②H:スーダン(サバナ気候Aw)~エチオピア高原(温暖冬季少雨気候Cw)。夏に雨が多く、冬に乾燥する気候である。砂漠が近く、背の低い樹木が生育する。
③G:アンゴラ(サバナ気候Aw):サバナ気候であり、背の低い灌木が多い。熱帯雨林気候Afが近いので、灌木林が主体でも背の高い樹木も見られる。
④F:コンゴ(熱帯雨林気候Af):赤道直下の熱帯雨林気候であり、樹高の高い森林である。

解説の解説
①サヘル
亜熱帯高圧帯(中緯度高圧帯)の影響により、アフリカ大陸の北緯10~30度はサハラ砂漠が広がっている。モーリタニア・マリの南部はサヘルである。サバナ気候と砂漠気候の境界域である。樹木はまれだが、年に数度の雨が降ればまばらに草原が育つ。長雨があれば草原ができたり、灌木の生育することもある。しかし、サヘルに遊牧民が現れて、草原を家畜のエサとし、灌木を遊牧民の燃料とすると、たちまち砂漠に戻ってしまう。サヘルに雨が降ることで、環境難民が増え、世界的な救援体制の構築されることがある。
サヘルおいては砂漠化の問題も深刻である。かつてオアシスにあった伝統的集落が、降水量の減少により、砂漠に飲み込まれ、定住生活が不可能になる。砂漠化の原因を地球温暖化と関連づける考えもあるが、長周期の気候変動と考える場合もある。

 ②サバナ気候Aw
夏に雨季、冬に乾季があり、夏は植物の生育には恵まれている。熱帯雨林の周辺に広がる草原地帯がサバナである。夏に植物が生育し、冬に枯れることから、種子植物が多く見られる。樹木は灌木がよく育つ。スーダンは砂漠気候BWとサバナ気候Awである。バオバブはスーダンなどのサバナ気候で見られる大木である。神の木として崇められている。

 エチオピアは高原の標高が高く、最寒月平均気温が18℃以下にため、温暖冬季少雨気候Cwである。コーヒーはエチオピア高原を原生地とするが、世界的にはサバナ気候の地域で広く栽培されている。
③アンゴラの気候
内陸にはサバナ気候Awが広がる。海岸はステップ気候BS、特に南部の海岸は砂漠気候BWである。海岸が乾燥気候になるのは、沖合を寒流のベンゲラ海流が北上するため、沿岸では空気が沈降し、降水量が少ないためである。西岸気候は一般に降水が多いのだが、寒流の影響を受ける場合には、降水量が少なくなる。

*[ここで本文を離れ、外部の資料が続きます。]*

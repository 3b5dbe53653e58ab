//! 現在のユーザー

use std::sync::Arc;

use axum::{
    Json,
    extract::State,
    http::{HeaderMap, Method, StatusCode},
    response::{IntoResponse, Response},
};
use relaygate_domain::credential::SubjectId;
use serde::Serialize;
use utoipa::ToSchema;

use super::AuthState;
use crate::{
    client::UpstreamRequest,
    error::{session_expired_response, upstream_failure_response},
    handler::proxy::upstream_response,
};

/// 上流の「自分は誰か」エンドポイント
pub const UPSTREAM_ME_PATH: &str = "/auth/me";

/// 現在のユーザー情報
///
/// 上流の `GET /auth/me` の応答と同じ形。本文は通常そのまま透過する。
#[derive(Debug, Serialize, ToSchema)]
#[serde(rename_all = "camelCase")]
pub struct MeResponse {
    pub id:         i64,
    pub email:      String,
    pub name:       String,
    pub subject_id: Option<i64>,
}

impl MeResponse {
    /// モックモードの合成ユーザー
    fn mock(subject_id: Option<SubjectId>) -> Self {
        let id = subject_id.map_or(0, |s| s.as_i64());
        Self {
            id,
            email: format!("user{id}@example.com"),
            name: format!("Mock User {id}"),
            subject_id: subject_id.map(|s| s.as_i64()),
        }
    }
}

/// GET /api/auth/me
///
/// リフレッシュは行わない。上流が 401 を返したら SESSION_EXPIRED とする。
#[utoipa::path(
   get,
   path = "/api/auth/me",
   tag = "auth",
   security(("session_auth" = [])),
   responses(
      (status = 200, description = "現在のユーザー情報", body = MeResponse),
      (status = 401, description = "セッション切れ", body = crate::error::ClientErrorBody),
      (status = 502, description = "上流に接続できない", body = relaygate_shared::ErrorResponse),
      (status = 504, description = "上流がタイムアウト", body = relaygate_shared::ErrorResponse)
   )
)]
#[tracing::instrument(skip_all)]
pub async fn me(State(state): State<Arc<AuthState>>, headers: HeaderMap) -> Response {
    let Some(credential) = state.sessions.open(&headers).credential() else {
        return session_expired_response();
    };

    if state.mock_mode {
        return Json(MeResponse::mock(credential.subject_id())).into_response();
    }

    let request = UpstreamRequest::new(Method::GET, UPSTREAM_ME_PATH);
    match state.engine.send_once(request, Some(&credential)).await {
        Ok(response) if response.status == StatusCode::UNAUTHORIZED => session_expired_response(),
        Ok(response) => upstream_response(response),
        Err(e) => upstream_failure_response("現在ユーザー取得", &e),
    }
}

南アメリカ西岸ではペルー海流の影響を受け、ペルー砂漠やアタカマ砂漠(チリ)が見られる。また、アフリカ南西岸ではベンゲラ海流の影響を受けるナミブ砂漠(ナミビア)やアンゴラ沿岸の乾燥気候がある。
④コンゴの熱帯雨林
コンゴ民主共和国の大半を占めるコンゴ盆地はほとんどが熱帯雨林であり、その面積はアマゾンに次いで世界で2位である。コンゴの森林面積は1億5,500万ha、世界の森林の4%を占めている。

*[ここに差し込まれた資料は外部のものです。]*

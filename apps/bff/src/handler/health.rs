//! # ヘルスチェックハンドラ
//!
//! BFF の稼働状態を確認するためのエンドポイント。
//!
//! - `/health`: Liveness Check（常に `"healthy"` を返す）
//! - `/health/ready`: Readiness Check（上流 API の疎通を確認）
//!
//! レスポンス型は [`relaygate_shared::HealthResponse`] / [`relaygate_shared::ReadinessResponse`] を参照。

use std::{sync::Arc, time::Duration};

use axum::{
    Json,
    extract::State,
    http::{Method, StatusCode},
    response::IntoResponse,
};
use relaygate_shared::{CheckStatus, HealthResponse, ReadinessResponse};

use crate::client::{UpstreamRequest, UpstreamTransport};

/// 上流疎通確認のタイムアウト
const UPSTREAM_PROBE_TIMEOUT: Duration = Duration::from_secs(5);

/// BFF のヘルスチェックエンドポイント
#[utoipa::path(
   get,
   path = "/health",
   tag = "health",
   responses(
      (status = 200, description = "サーバー稼働中", body = HealthResponse)
   )
)]
pub async fn health_check() -> Json<HealthResponse> {
    Json(HealthResponse::healthy(env!("CARGO_PKG_VERSION")))
}

/// Readiness Check 用の State
pub struct ReadinessState {
    pub transport: Arc<dyn UpstreamTransport>,
}

/// BFF の Readiness Check エンドポイント
///
/// 上流 API の `GET /health` を呼び、500 未満の応答があれば利用可能とみなす。
/// OK → 200、失敗 → 503。
#[utoipa::path(
   get,
   path = "/health/ready",
   tag = "health",
   responses(
      (status = 200, description = "上流 API 稼働中", body = ReadinessResponse),
      (status = 503, description = "上流 API が利用不可", body = ReadinessResponse)
   )
)]
#[tracing::instrument(skip_all)]
pub async fn readiness_check(State(state): State<Arc<ReadinessState>>) -> impl IntoResponse {
    let upstream = check_upstream(state.transport.as_ref()).await;

    let response = ReadinessResponse::from_checks([("upstream", upstream)]);

    let status = if response.is_ready() {
        StatusCode::OK
    } else {
        StatusCode::SERVICE_UNAVAILABLE
    };
    (status, Json(response))
}

async fn check_upstream(transport: &dyn UpstreamTransport) -> CheckStatus {
    let probe = transport.send(UpstreamRequest::new(Method::GET, "/health"));
    match tokio::time::timeout(UPSTREAM_PROBE_TIMEOUT, probe).await {
        Ok(Ok(response)) if !response.status.is_server_error() => CheckStatus::Ok,
        Ok(Ok(response)) => {
            tracing::warn!(status = %response.status, "上流のヘルスチェックが失敗");
            CheckStatus::Error
        }
        Ok(Err(e)) => {
            tracing::warn!(error = %e, "上流のヘルスチェックで接続エラー");
            CheckStatus::Error
        }
        Err(_) => {
            tracing::warn!("上流のヘルスチェックがタイムアウト");
            CheckStatus::Error
        }
    }
}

コンゴでは森林は全て国有である。政治的思惑から国内外企業への森林払い下げにより、森林伐採のための道路建設が進んでいる。道路ができれば、鉱産資源の開発も森林地帯に及んでいる。森林資源・地下資源の快活利用が進む一が、急速な森林破壊が進んでいるのも事実である。コンゴ盆地の熱帯雨林には絶滅危惧種動物が生息しているが、森林保護の声は開発推進者に届いていない。